Nobel Prize recipient is broke, selling his medal: How much will it fetch?

Nobel Prize recipient is broke, selling his medal: How much will it fetch?

James Watson, after making some inflammatory comments back in 2007, has fallen on hard times and is hoping to get a few million dollars for his Nobel medal.

The Nobel Prize bestows upon its recipient prestige, worldwide fame, a spiffy medal, and a million bucks. Recipient James Watson wants more, however. The aged scientist has fallen on hard times, despite having won the most prestigious distinction for any scientist back in 1962. Watson fell out of favor after making some offensive remarks in 2007. Now he is hoping to sell his Nobel medal for $3 million.

The Nobel medal itself consists of 200 grams of 23-carat gold. Melted down, it’s worth about $7,200. Watson, who with the late Francis Crick elucidated the double helix structure of DNA, is hoping to get some more mileage out of his discovery by selling off what it earned him.

Watson’s troubles came after telling the Sunday Times of London that he felt “gloomy about the prospect of Africa.” Watson explained the reason for his pessimism was that “all our social policies are based on the fact that their intelligence is the same as ours, whereas all the testing says not really.”

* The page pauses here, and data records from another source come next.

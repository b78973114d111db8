pub mod commands;

use clap::{Parser, Subcommand};
use std::process::ExitCode;

#[derive(Debug, Parser)]
#[command(
    name = "concierge",
    about = "Concierge operator CLI",
    long_about = "Operate concierge migrations, demo data, config inspection, readiness \
                  checks, and one-shot support turns.",
    after_help = "Examples:\n  concierge doctor --json\n  concierge config\n  concierge chat \
                  --conversation conv-1 --user a4ab87 \"how to reserve an event\""
)]
pub struct Cli {
    #[command(subcommand)]
    command: Command,
}

#[derive(Debug, Subcommand)]
enum Command {
    #[command(about = "Apply pending migrations to both stores and return structured output")]
    Migrate,
    #[command(about = "Load the deterministic demo dataset into the crm store")]
    Seed,
    #[command(
        about = "Inspect effective configuration values with source attribution and redaction"
    )]
    Config,
    #[command(about = "Validate config, knowledge corpus, and store connectivity")]
    Doctor {
        #[arg(long, help = "Emit machine-readable JSON output")]
        json: bool,
    },
    #[command(about = "Run one support turn for a conversation and print the response")]
    Chat {
        #[arg(long, help = "Conversation id to continue or create")]
        conversation: String,
        #[arg(long, help = "User id bound to the conversation")]
        user: String,
        #[arg(help = "The user message")]
        message: String,
    },
}

pub fn run() -> ExitCode {
    let cli = Cli::parse();

    let result = match cli.command {
        Command::Migrate => commands::migrate::run(),
        Command::Seed => commands::seed::run(),
        Command::Config => {
            commands::CommandResult { exit_code: 0, output: commands::config::run() }
        }
        Command::Doctor { json } => {
            commands::CommandResult { exit_code: 0, output: commands::doctor::run(json) }
        }
        Command::Chat { conversation, user, message } => {
            commands::chat::run(&conversation, &user, &message)
        }
    };

    println!("{}", result.output);
    ExitCode::from(result.exit_code)
}
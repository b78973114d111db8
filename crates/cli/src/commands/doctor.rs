use concierge_core::config::{AppConfig, DatabaseConfig, LoadOptions};
use concierge_core::knowledge::KnowledgeCorpus;
use concierge_db::connect_store;
use serde::Serialize;

#[derive(Clone, Copy, Debug, PartialEq, Eq, Serialize)]
#[serde(rename_all = "snake_case")]
enum CheckStatus {
    Pass,
    Fail,
    Skipped,
}

#[derive(Debug, Serialize)]
struct DoctorCheck {
    name: &'static str,
    status: CheckStatus,
    details: String,
}

#[derive(Debug, Serialize)]
struct DoctorReport {
    overall_status: CheckStatus,
    summary: String,
    checks: Vec<DoctorCheck>,
}

pub fn run(json_output: bool) -> String {
    let report = build_report();

    if json_output {
        return serde_json::to_string_pretty(&report).unwrap_or_else(|error| {
            format!(
                "{{\"overall_status\":\"fail\",\"summary\":\"doctor serialization failed\",\"error\":\"{}\"}}",
                error.to_string().replace('"', "\\\"")
            )
        });
    }

    render_human(&report)
}

fn build_report() -> DoctorReport {
    let mut checks = Vec::new();

    match AppConfig::load(LoadOptions::default()) {
        Ok(config) => {
            checks.push(DoctorCheck {
                name: "config_validation",
                status: CheckStatus::Pass,
                details: "configuration loaded and validated".to_string(),
            });
            checks.push(check_knowledge_corpus(&config));
            checks.push(check_database("support_db_connectivity", &config.support_db));
            checks.push(check_database("crm_db_connectivity", &config.crm_db));
        }
        Err(error) => {
            checks.push(DoctorCheck {
                name: "config_validation",
                status: CheckStatus::Fail,
                details: error.to_string(),
            });
            for name in ["knowledge_corpus", "support_db_connectivity", "crm_db_connectivity"] {
                checks.push(DoctorCheck {
                    name,
                    status: CheckStatus::Skipped,
                    details: "skipped because configuration did not load".to_string(),
                });
            }
        }
    }

    let all_pass = checks.iter().all(|check| check.status == CheckStatus::Pass);
    let overall_status = if all_pass { CheckStatus::Pass } else { CheckStatus::Fail };
    let summary = if all_pass {
        "doctor: all readiness checks passed".to_string()
    } else {
        "doctor: one or more readiness checks failed".to_string()
    };

    DoctorReport { overall_status, summary, checks }
}

fn check_knowledge_corpus(config: &AppConfig) -> DoctorCheck {
    match KnowledgeCorpus::load(&config.knowledge.corpus_path) {
        Ok(corpus) if corpus.is_empty() => DoctorCheck {
            name: "knowledge_corpus",
            status: CheckStatus::Fail,
            details: format!(
                "corpus at `{}` loaded but holds no articles",
                config.knowledge.corpus_path.display()
            ),
        },
        Ok(corpus) => DoctorCheck {
            name: "knowledge_corpus",
            status: CheckStatus::Pass,
            details: format!("{} articles loaded", corpus.len()),
        },
        Err(error) => DoctorCheck {
            name: "knowledge_corpus",
            status: CheckStatus::Fail,
            details: error.to_string(),
        },
    }
}

fn check_database(name: &'static str, database: &DatabaseConfig) -> DoctorCheck {
    let runtime = match tokio::runtime::Builder::new_current_thread().enable_all().build() {
        Ok(runtime) => runtime,
        Err(error) => {
            return DoctorCheck {
                name,
                status: CheckStatus::Fail,
                details: format!("failed to initialize async runtime: {error}"),
            };
        }
    };

    let outcome = runtime.block_on(async {
        let pool = connect_store(database).await?;
        sqlx_ping(&pool).await?;
        pool.close().await;
        Ok::<(), sqlx::Error>(())
    });

    match outcome {
        Ok(()) => DoctorCheck {
            name,
            status: CheckStatus::Pass,
            details: "connected and answered a probe query".to_string(),
        },
        Err(error) => DoctorCheck { name, status: CheckStatus::Fail, details: error.to_string() },
    }
}

async fn sqlx_ping(pool: &concierge_db::DbPool) -> Result<(), sqlx::Error> {
    sqlx::query("SELECT 1").execute(pool).await.map(|_| ())
}

fn render_human(report: &DoctorReport) -> String {
    let mut lines = vec![report.summary.clone()];
    for check in &report.checks {
        let marker = match check.status {
            CheckStatus::Pass => "ok",
            CheckStatus::Fail => "FAIL",
            CheckStatus::Skipped => "skip",
        };
        lines.push(format!("  [{marker}] {}: {}", check.name, check.details));
    }
    lines.join("\n")
}
use axum::{extract::State, http::StatusCode, routing::get, Json, Router};
use chrono::Utc;
use concierge_db::DbPool;
use serde::Serialize;

#[derive(Clone)]
pub struct HealthState {
    support_pool: DbPool,
    crm_pool: DbPool,
}

#[derive(Clone, Debug, PartialEq, Eq, Serialize)]
pub struct HealthCheck {
    pub status: &'static str,
    pub detail: String,
}

#[derive(Clone, Debug, PartialEq, Eq, Serialize)]
pub struct HealthResponse {
    pub status: &'static str,
    pub service: HealthCheck,
    pub support_db: HealthCheck,
    pub crm_db: HealthCheck,
    pub checked_at: String,
}

pub fn router(support_pool: DbPool, crm_pool: DbPool) -> Router {
    Router::new()
        .route("/healthz", get(health))
        .with_state(HealthState { support_pool, crm_pool })
}

pub async fn health(State(state): State<HealthState>) -> (StatusCode, Json<HealthResponse>) {
    let support_db = database_check(&state.support_pool).await;
    let crm_db = database_check(&state.crm_pool).await;
    let ready = support_db.status == "ready" && crm_db.status == "ready";

    let payload = HealthResponse {
        status: if ready { "ready" } else { "degraded" },
        service: HealthCheck {
            status: "ready",
            detail: "concierge-server runtime initialized".to_string(),
        },
        support_db,
        crm_db,
        checked_at: Utc::now().to_rfc3339(),
    };

    let status_code = if ready { StatusCode::OK } else { StatusCode::SERVICE_UNAVAILABLE };
    (status_code, Json(payload))
}

async fn database_check(pool: &DbPool) -> HealthCheck {
    match sqlx::query_scalar::<_, i64>("SELECT 1").fetch_one(pool).await {
        Ok(_) => HealthCheck { status: "ready", detail: "database query succeeded".to_string() },
        Err(error) => {
            HealthCheck { status: "degraded", detail: format!("database query failed: {error}") }
        }
    }
}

Since these comments were published, Watson’s speaking engagements have essentially dried up, his board positions have been terminated, and his position which he held for roughly 40 years at the Cold Spring Harbor Laboratory was yanked through forced retirement.

Watson is now 86 years old and seems to have been caught unprepared for such calamity. Although he says he needs the money, he says he will donate some of the proceeds of the sale of his medal, provided it fetches the $3 million he hopes it will.

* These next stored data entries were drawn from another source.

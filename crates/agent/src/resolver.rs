use std::fmt::Write as _;
use std::sync::Arc;

use concierge_core::knowledge::{KnowledgeCorpus, RetrievalOutcome};

use crate::llm::LlmClient;

const RESOLVER_SYSTEM: &str = "You are a support answerer. Given a user query and candidate \
    knowledge snippets, compose a concise, accurate answer. If confidence is low, say \
    'ESCALATE' only.";

const SNIPPET_CHARS: usize = 200;

/// Answers knowledge questions from the static corpus: similarity-scored
/// retrieval first, then an LLM pass to compose the reply from the snippets.
pub struct KnowledgeResolver {
    corpus: Arc<KnowledgeCorpus>,
    llm: Arc<dyn LlmClient>,
    min_confidence: f64,
    top_k: usize,
}

#[derive(Clone, Debug, PartialEq)]
pub enum ResolveOutcome {
    Answered { answer: String, article_id: String, confidence: f64 },
    NoAnswer { best_score: f64, reason: NoAnswerReason },
}

#[derive(Clone, Copy, Debug, PartialEq, Eq)]
pub enum NoAnswerReason {
    LowConfidence,
    ModelDeclined,
}

impl KnowledgeResolver {
    pub fn new(
        corpus: Arc<KnowledgeCorpus>,
        llm: Arc<dyn LlmClient>,
        min_confidence: f64,
        top_k: usize,
    ) -> Self {
        Self { corpus, llm, min_confidence, top_k }
    }

    pub async fn resolve(&self, query: &str) -> ResolveOutcome {
        let retrieval = self.corpus.retrieve(query, self.top_k, self.min_confidence);
        let Some(best) = retrieval.best().filter(|_| retrieval.meets_threshold).cloned() else {
            return ResolveOutcome::NoAnswer {
                best_score: retrieval.best_score,
                reason: NoAnswerReason::LowConfidence,
            };
        };

        match self.llm.complete(RESOLVER_SYSTEM, &compose_prompt(query, &retrieval)).await {
            Ok(content) if content.trim().eq_ignore_ascii_case("escalate") => {
                ResolveOutcome::NoAnswer {
                    best_score: retrieval.best_score,
                    reason: NoAnswerReason::ModelDeclined,
                }
            }
            Ok(content) => ResolveOutcome::Answered {
                answer: content,
                article_id: best.article.id,
                confidence: retrieval.best_score,
            },
            Err(error) => {
                // A confident retrieval still answers when the composer is
                // down: fall back to the article body itself.
                tracing::warn!(
                    event_name = "resolver.compose_failed",
                    error = %error,
                    article_id = %best.article.id,
                    "answer composition failed; returning article body"
                );
                ResolveOutcome::Answered {
                    answer: best.article.body,
                    article_id: best.article.id,
                    confidence: retrieval.best_score,
                }
            }
        }
    }
}

fn compose_prompt(query: &str, retrieval: &RetrievalOutcome) -> String {
    let mut prompt = format!("Query: {query}\n\nSnippets:\n");
    for hit in &retrieval.results {
        let _ = writeln!(
            prompt,
            "- {}: {} (score={:.3})",
            hit.article.title,
            hit.snippet(SNIPPET_CHARS),
            hit.score
        );
    }
    let _ = write!(prompt, "\nBest score: {:.3}", retrieval.best_score);
    prompt
}
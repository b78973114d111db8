use std::time::Duration;

use sqlx::sqlite::SqlitePoolOptions;

use concierge_core::config::DatabaseConfig;

pub type DbPool = sqlx::SqlitePool;

/// Opens a pool for one of the two stores using its config section.
pub async fn connect_store(config: &DatabaseConfig) -> Result<DbPool, sqlx::Error> {
    connect_with_settings(&config.url, config.max_connections, config.timeout_secs).await
}

pub async fn connect(database_url: &str) -> Result<DbPool, sqlx::Error> {
    connect_with_settings(database_url, 5, 30).await
}

pub async fn connect_with_settings(
    database_url: &str,
    max_connections: u32,
    timeout_secs: u64,
) -> Result<DbPool, sqlx::Error> {
    SqlitePoolOptions::new()
        .max_connections(max_connections.max(1))
        .acquire_timeout(Duration::from_secs(timeout_secs.max(1)))
        .after_connect(|conn, _meta| {
            Box::pin(async move {
                sqlx::query("PRAGMA foreign_keys = ON").execute(&mut *conn).await?;
                sqlx::query("PRAGMA journal_mode = WAL").execute(&mut *conn).await?;
                sqlx::query("PRAGMA busy_timeout = 5000").execute(&mut *conn).await?;
                Ok(())
            })
        })
        .connect(database_url)
        .await
}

If Watson is successful in selling his medal, he will not be the first to do so. In fact, the medal that once belonged to the very man he shared his prize with, Francis Crick, sold last year for a little over $2 million, seven years after the death of Crick’s widow. A portion of the proceeds from the sale of Crick’s medal went into the construction of a medical institute.

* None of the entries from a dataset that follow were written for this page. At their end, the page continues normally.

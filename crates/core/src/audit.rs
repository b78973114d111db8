use std::collections::BTreeMap;
use std::sync::{Arc, Mutex};

use chrono::{DateTime, Utc};
use serde::{Deserialize, Serialize};
use uuid::Uuid;

use crate::domain::conversation::ConversationId;

#[derive(Clone, Debug, PartialEq, Eq, Serialize, Deserialize)]
pub enum AuditCategory {
    Ingress,
    Classification,
    Routing,
    Handler,
    Persistence,
    System,
}

#[derive(Clone, Debug, PartialEq, Eq, Serialize, Deserialize)]
pub enum AuditOutcome {
    Success,
    Rejected,
    Failed,
}

#[derive(Clone, Debug, PartialEq, Eq, Serialize, Deserialize)]
pub struct AuditContext {
    pub conversation_id: Option<ConversationId>,
    pub correlation_id: String,
    pub actor: String,
}

impl AuditContext {
    pub fn new(
        conversation_id: Option<ConversationId>,
        correlation_id: impl Into<String>,
        actor: impl Into<String>,
    ) -> Self {
        Self {
            conversation_id,
            correlation_id: correlation_id.into(),
            actor: actor.into(),
        }
    }
}

#[derive(Clone, Debug, PartialEq, Eq, Serialize, Deserialize)]
pub struct AuditEvent {
    pub event_id: String,
    pub conversation_id: Option<ConversationId>,
    pub correlation_id: String,
    pub event_type: String,
    pub category: AuditCategory,
    pub actor: String,
    pub outcome: AuditOutcome,
    pub metadata: BTreeMap<String, String>,
    pub occurred_at: DateTime<Utc>,
}

impl AuditEvent {
    pub fn new(
        conversation_id: Option<ConversationId>,
        correlation_id: impl Into<String>,
        event_type: impl Into<String>,
        category: AuditCategory,
        actor: impl Into<String>,
        outcome: AuditOutcome,
    ) -> Self {
        Self {
            event_id: Uuid::new_v4().to_string(),
            conversation_id,
            correlation_id: correlation_id.into(),
            event_type: event_type.into(),
            category,
            actor: actor.into(),
            outcome,
            metadata: BTreeMap::new(),
            occurred_at: Utc::now(),
        }
    }

    pub fn with_metadata(mut self, key: impl Into<String>, value: impl Into<String>) -> Self {
        self.metadata.insert(key.into(), value.into());
        self
    }
}

pub trait AuditSink: Send + Sync {
    fn emit(&self, event: AuditEvent);
}

#[derive(Clone, Default)]
pub struct InMemoryAuditSink {
    events: Arc<Mutex<Vec<AuditEvent>>>,
}

impl InMemoryAuditSink {
    pub fn events(&self) -> Vec<AuditEvent> {
        match self.events.lock() {
            Ok(events) => events.clone(),
            Err(poisoned) => poisoned.into_inner().clone(),
        }
    }
}

impl AuditSink for InMemoryAuditSink {
    fn emit(&self, event: AuditEvent) {
        match self.events.lock() {
            Ok(mut events) => events.push(event),
            Err(poisoned) => poisoned.into_inner().push(event),
        }
    }
}

/// Sink for contexts where nobody reads the trail (one-shot CLI commands).
#[derive(Clone, Copy, Debug, Default)]
pub struct NoopAuditSink;

impl AuditSink for NoopAuditSink {
    fn emit(&self, _event: AuditEvent) {}
}
use std::time::Duration;

use anyhow::{anyhow, Context, Result};
use async_trait::async_trait;
use secrecy::ExposeSecret;
use serde::{Deserialize, Serialize};

use concierge_core::config::{LlmConfig, LlmProvider};

/// The single seam to the completion API. Everything LLM-shaped in this crate
/// goes through `complete(system, user) -> text` so tests can swap in
/// deterministic doubles.
#[async_trait]
pub trait LlmClient: Send + Sync {
    async fn complete(&self, system: &str, user: &str) -> Result<String>;
}

const OPENAI_DEFAULT_BASE_URL: &str = "https://api.openai.com/v1";

/// OpenAI-compatible chat-completions client. Both supported providers speak
/// the same wire shape; only the base URL and auth header differ.
pub struct HttpLlmClient {
    client: reqwest::Client,
    endpoint: String,
    api_key: Option<String>,
    model: String,
    max_retries: u32,
}

#[derive(Serialize)]
struct ChatRequest<'a> {
    model: &'a str,
    messages: [ChatMessage<'a>; 2],
    max_tokens: u32,
    temperature: f32,
}

#[derive(Serialize)]
struct ChatMessage<'a> {
    role: &'a str,
    content: &'a str,
}

#[derive(Deserialize)]
struct ChatResponse {
    choices: Vec<ChatChoice>,
}

#[derive(Deserialize)]
struct ChatChoice {
    message: ChatChoiceMessage,
}

#[derive(Deserialize)]
struct ChatChoiceMessage {
    content: Option<String>,
}

impl HttpLlmClient {
    pub fn from_config(config: &LlmConfig) -> Result<Self> {
        let base_url = match config.provider {
            LlmProvider::OpenAi => config
                .base_url
                .clone()
                .unwrap_or_else(|| OPENAI_DEFAULT_BASE_URL.to_string()),
            LlmProvider::Ollama => config
                .base_url
                .clone()
                .ok_or_else(|| anyhow!("llm.base_url is required for the ollama provider"))?,
        };

        let client = reqwest::Client::builder()
            .timeout(Duration::from_secs(config.timeout_secs))
            .build()
            .context("building llm http client")?;

        Ok(Self {
            client,
            endpoint: format!("{}/chat/completions", base_url.trim_end_matches('/')),
            api_key: config.api_key.as_ref().map(|key| key.expose_secret().to_string()),
            model: config.model.clone(),
            max_retries: config.max_retries,
        })
    }

    async fn request_once(&self, system: &str, user: &str) -> Result<String> {
        let body = ChatRequest {
            model: &self.model,
            messages: [
                ChatMessage { role: "system", content: system },
                ChatMessage { role: "user", content: user },
            ],
            max_tokens: 512,
            temperature: 0.0,
        };

        let mut request = self.client.post(&self.endpoint).json(&body);
        if let Some(api_key) = &self.api_key {
            request = request.bearer_auth(api_key);
        }

        let response = request.send().await.context("llm request failed")?;
        let status = response.status();
        if !status.is_success() {
            let detail = response.text().await.unwrap_or_default();
            return Err(anyhow!("llm returned {status}: {detail}"));
        }

        let parsed = response.json::<ChatResponse>().await.context("decoding llm reply")?;
        parsed
            .choices
            .into_iter()
            .next()
            .and_then(|choice| choice.message.content)
            .map(|content| content.trim().to_string())
            .filter(|content| !content.is_empty())
            .ok_or_else(|| anyhow!("llm reply carried no content"))
    }
}

#[async_trait]
impl LlmClient for HttpLlmClient {
    async fn complete(&self, system: &str, user: &str) -> Result<String> {
        let mut last_error = None;
        for attempt in 0..=self.max_retries {
            match self.request_once(system, user).await {
                Ok(content) => return Ok(content),
                Err(error) => {
                    tracing::warn!(
                        event_name = "llm.request_failed",
                        attempt,
                        error = %error,
                        "llm completion attempt failed"
                    );
                    last_error = Some(error);
                }
            }
            if attempt < self.max_retries {
                tokio::time::sleep(Duration::from_millis(200u64 << attempt)).await;
            }
        }
        Err(last_error.unwrap_or_else(|| anyhow!("llm request failed")))
    }
}

/// Replays a fixed script of replies; used wherever a test needs the model
/// to "say" something specific. Replies drain in order and the last one
/// repeats once the script runs out.
#[derive(Default)]
pub struct ScriptedLlmClient {
    replies: std::sync::Mutex<Vec<String>>,
}

impl ScriptedLlmClient {
    pub fn new(replies: impl IntoIterator<Item = impl Into<String>>) -> Self {
        Self {
            replies: std::sync::Mutex::new(
                replies.into_iter().map(Into::into).collect::<Vec<_>>(),
            ),
        }
    }
}

#[async_trait]
impl LlmClient for ScriptedLlmClient {
    async fn complete(&self, _system: &str, _user: &str) -> Result<String> {
        let mut replies = self.replies.lock().expect("script lock");
        match replies.len() {
            0 => Err(anyhow!("scripted llm has no reply configured")),
            1 => Ok(replies[0].clone()),
            _ => Ok(replies.remove(0)),
        }
    }
}

/// Always errors; stands in for an unreachable completion API.
#[derive(Clone, Copy, Debug, Default)]
pub struct FailingLlmClient;

#[async_trait]
impl LlmClient for FailingLlmClient {
    async fn complete(&self, _system: &str, _user: &str) -> Result<String> {
        Err(anyhow!("llm unavailable"))
    }
}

Most may not realize, since it is often not mentioned, that Watson and Crick shared the Nobel prize with a third recipient by the name of Maurice Wilkins. A forth scientist, a woman by the name of Rosalind Franklin, was, according to many, both instrumental in the double helix discovery and yet ignored in the recognition of the accomplishment.

Watson once remarked when asked about his apparent oversight that had Franklin made any noteworthy contribution, she would have shared in the prize. While short on funds as of late, Watson has never been accused of being short on self-confidence.